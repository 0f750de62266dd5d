use std::path::PathBuf;
use std::sync::Arc;

use axum::Router;
use axum::extract::{Path, Query, State};
use axum::http::{HeaderMap, HeaderValue, StatusCode, header};
use axum::response::{Html, IntoResponse, Json, Response};
use axum::routing::{get, post};
use serde::{Deserialize, Serialize};
use tokio_util::io::ReaderStream;
use tower_http::services::ServeDir;
use tower_http::trace::TraceLayer;

use crate::app::checkout::{CheckoutService, SubmitError};
use crate::app::delivery::DeliveryRunner;
use crate::app::model::{OrderStatus, SubmitOrderRequest};
use crate::app::order_store::OrderStore;
use crate::app::queue::InProcessQueue;
use crate::assets::LocalAssetIndex;
use crate::pages::{BookSpec, PageListBuilder, compose_book, name_letters};
use crate::preview::{PreviewBoard, PreviewResponse};
use crate::theme::{Gender, SkinTone, ThemeOrders};

#[derive(Clone)]
pub struct AppState {
    pub store: Arc<dyn OrderStore>,
    pub checkout: Arc<CheckoutService>,
    pub runner: Arc<DeliveryRunner>,
    pub queue: InProcessQueue,
    pub assets: Arc<LocalAssetIndex>,
    pub theme_orders: ThemeOrders,
    pub internal_auth_token: Option<String>,
}

/// Builds the storefront router. Bundled artwork is served under the asset
/// index's URL prefix when `assets_dir` is given.
pub fn router(state: AppState, assets_dir: Option<PathBuf>) -> Router {
    let asset_prefix = state.assets.url_prefix().to_string();
    let mut app = Router::new()
        .route("/healthz", get(|| async { "ok\n" }))
        .route("/api/preview", get(preview_handler))
        .route("/api/orders", post(submit_order))
        .route("/api/orders/:order_id", get(get_order))
        .route("/internal/orders/:order_id/deliver", post(deliver_order))
        .route("/orders/:order_id/book.pdf", get(download_pdf))
        .route("/orders/:order_id/confirmation", get(confirmation_page));
    if let Some(dir) = assets_dir {
        if asset_prefix.is_empty() {
            app = app.fallback_service(ServeDir::new(dir));
        } else {
            app = app.nest_service(&asset_prefix, ServeDir::new(dir));
        }
    }
    app.layer(TraceLayer::new_for_http()).with_state(state)
}

#[derive(Debug, Deserialize)]
struct PreviewQuery {
    name: String,
    gender: String,
    skin_tone: String,
}

async fn preview_handler(
    State(state): State<AppState>,
    Query(q): Query<PreviewQuery>,
) -> Result<Json<PreviewResponse>, (StatusCode, String)> {
    let gender: Gender = q
        .gender
        .parse()
        .map_err(|err| (StatusCode::BAD_REQUEST, format!("{err:#}")))?;
    let skin_tone: SkinTone = q
        .skin_tone
        .parse()
        .map_err(|err| (StatusCode::BAD_REQUEST, format!("{err:#}")))?;
    let child_name = q.name.trim().to_string();
    let letters = name_letters(&child_name).len();
    if letters == 0 {
        return Err((
            StatusCode::BAD_REQUEST,
            "name must contain at least one letter A-Z".to_string(),
        ));
    }

    let spec = BookSpec {
        child_name,
        gender,
        skin_tone,
    };
    let artwork = PageListBuilder::new(state.theme_orders, state.assets.as_ref()).build(&spec);
    let mut board = PreviewBoard::new(compose_book(artwork));
    let present: Vec<bool> = board
        .pages()
        .iter()
        .map(|p| !p.has_artwork() || state.assets.contains_url(&p.image_path))
        .collect();
    for (index, ok) in present.into_iter().enumerate() {
        if ok {
            board.mark_loaded(index);
        } else {
            board.mark_failed(index);
        }
    }
    Ok(Json(PreviewResponse::from_board(
        &spec.child_name,
        letters,
        &board,
    )))
}

async fn submit_order(
    State(state): State<AppState>,
    Json(req): Json<SubmitOrderRequest>,
) -> Result<impl IntoResponse, (StatusCode, String)> {
    match state.checkout.submit(req).await {
        Ok(submitted) => Ok((StatusCode::CREATED, Json(submitted))),
        Err(err @ SubmitError::Invalid(_)) => Err((StatusCode::BAD_REQUEST, err.to_string())),
        Err(err @ SubmitError::Gateway(_)) => Err((StatusCode::BAD_GATEWAY, err.to_string())),
        Err(err @ SubmitError::Internal(_)) => {
            tracing::error!(err = %err, "submit order failed");
            Err((StatusCode::INTERNAL_SERVER_ERROR, err.to_string()))
        }
    }
}

async fn get_order(
    State(state): State<AppState>,
    Path(order_id): Path<String>,
) -> Result<Response, StatusCode> {
    let order = load_order(&state, &order_id).await?;
    Ok(Json(order).into_response())
}

#[derive(Debug, Serialize)]
struct DeliveryQueued {
    order_id: String,
    status: &'static str,
}

async fn deliver_order(
    State(state): State<AppState>,
    Path(order_id): Path<String>,
    headers: HeaderMap,
) -> Result<impl IntoResponse, StatusCode> {
    if let Some(token) = state.internal_auth_token.as_deref() {
        let expected = format!("Bearer {token}");
        let provided = headers
            .get(header::AUTHORIZATION)
            .and_then(|v| v.to_str().ok());
        if provided != Some(expected.as_str()) {
            return Err(StatusCode::UNAUTHORIZED);
        }
    }

    let order = load_order(&state, &order_id).await?;
    if !order.is_deliverable_at(chrono::Utc::now()) {
        return Err(StatusCode::CONFLICT);
    }

    let runner = Arc::clone(&state.runner);
    let id = order.order_id.clone();
    state.queue.spawn(async move {
        runner.run_order(&id).await;
    });
    tracing::info!(order_id = %order.order_id, "delivery queued");
    Ok((
        StatusCode::ACCEPTED,
        Json(DeliveryQueued {
            order_id: order.order_id,
            status: "queued",
        }),
    ))
}

async fn download_pdf(
    State(state): State<AppState>,
    Path(order_id): Path<String>,
) -> Result<Response, StatusCode> {
    let order = load_order(&state, &order_id).await?;
    if order.status != OrderStatus::Delivered {
        return Err(StatusCode::CONFLICT);
    }

    let path = state.store.pdf_path(&order.order_id);
    let file = tokio::fs::File::open(&path)
        .await
        .map_err(|_| StatusCode::NOT_FOUND)?;
    let body = axum::body::Body::from_stream(ReaderStream::new(file));

    let mut resp = Response::new(body);
    resp.headers_mut().insert(
        header::CONTENT_TYPE,
        HeaderValue::from_static("application/pdf"),
    );
    resp.headers_mut().insert(
        header::CONTENT_DISPOSITION,
        HeaderValue::from_str(&format!(
            "inline; filename=\"{}.pdf\"",
            order.order_number
        ))
        .map_err(|_| StatusCode::INTERNAL_SERVER_ERROR)?,
    );
    Ok(resp)
}

async fn confirmation_page(
    State(state): State<AppState>,
    Path(order_id): Path<String>,
) -> Result<Html<String>, StatusCode> {
    let order = load_order(&state, &order_id).await?;
    let name: String = order
        .book_data
        .spec
        .child_name
        .chars()
        .filter(|c| c.is_alphanumeric() || c.is_whitespace() || *c == '-' || *c == '\'')
        .collect();
    Ok(Html(format!(
        r#"<!doctype html>
<html>
  <head><meta charset="utf-8"><title>Order {number}</title></head>
  <body>
    <h1>Thank you!</h1>
    <p>Your order <strong>{number}</strong> for {name}'s book has been received.</p>
  </body>
</html>
"#,
        number = order.order_number,
    )))
}

async fn load_order(
    state: &AppState,
    order_id: &str,
) -> Result<crate::app::model::Order, StatusCode> {
    if uuid::Uuid::parse_str(order_id.trim()).is_err() {
        return Err(StatusCode::BAD_REQUEST);
    }
    match state.store.get(order_id.trim()).await {
        Ok(Some(order)) => Ok(order),
        Ok(None) => Err(StatusCode::NOT_FOUND),
        Err(err) => {
            tracing::error!(order_id, ?err, "load order failed");
            Err(StatusCode::INTERNAL_SERVER_ERROR)
        }
    }
}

----

→ ACTIVITY
What number of lines in the listing above hold the string "LocalAssetIndex"? Give that number and nothing else.

→ SOLUTION TO THE EXERCISE
2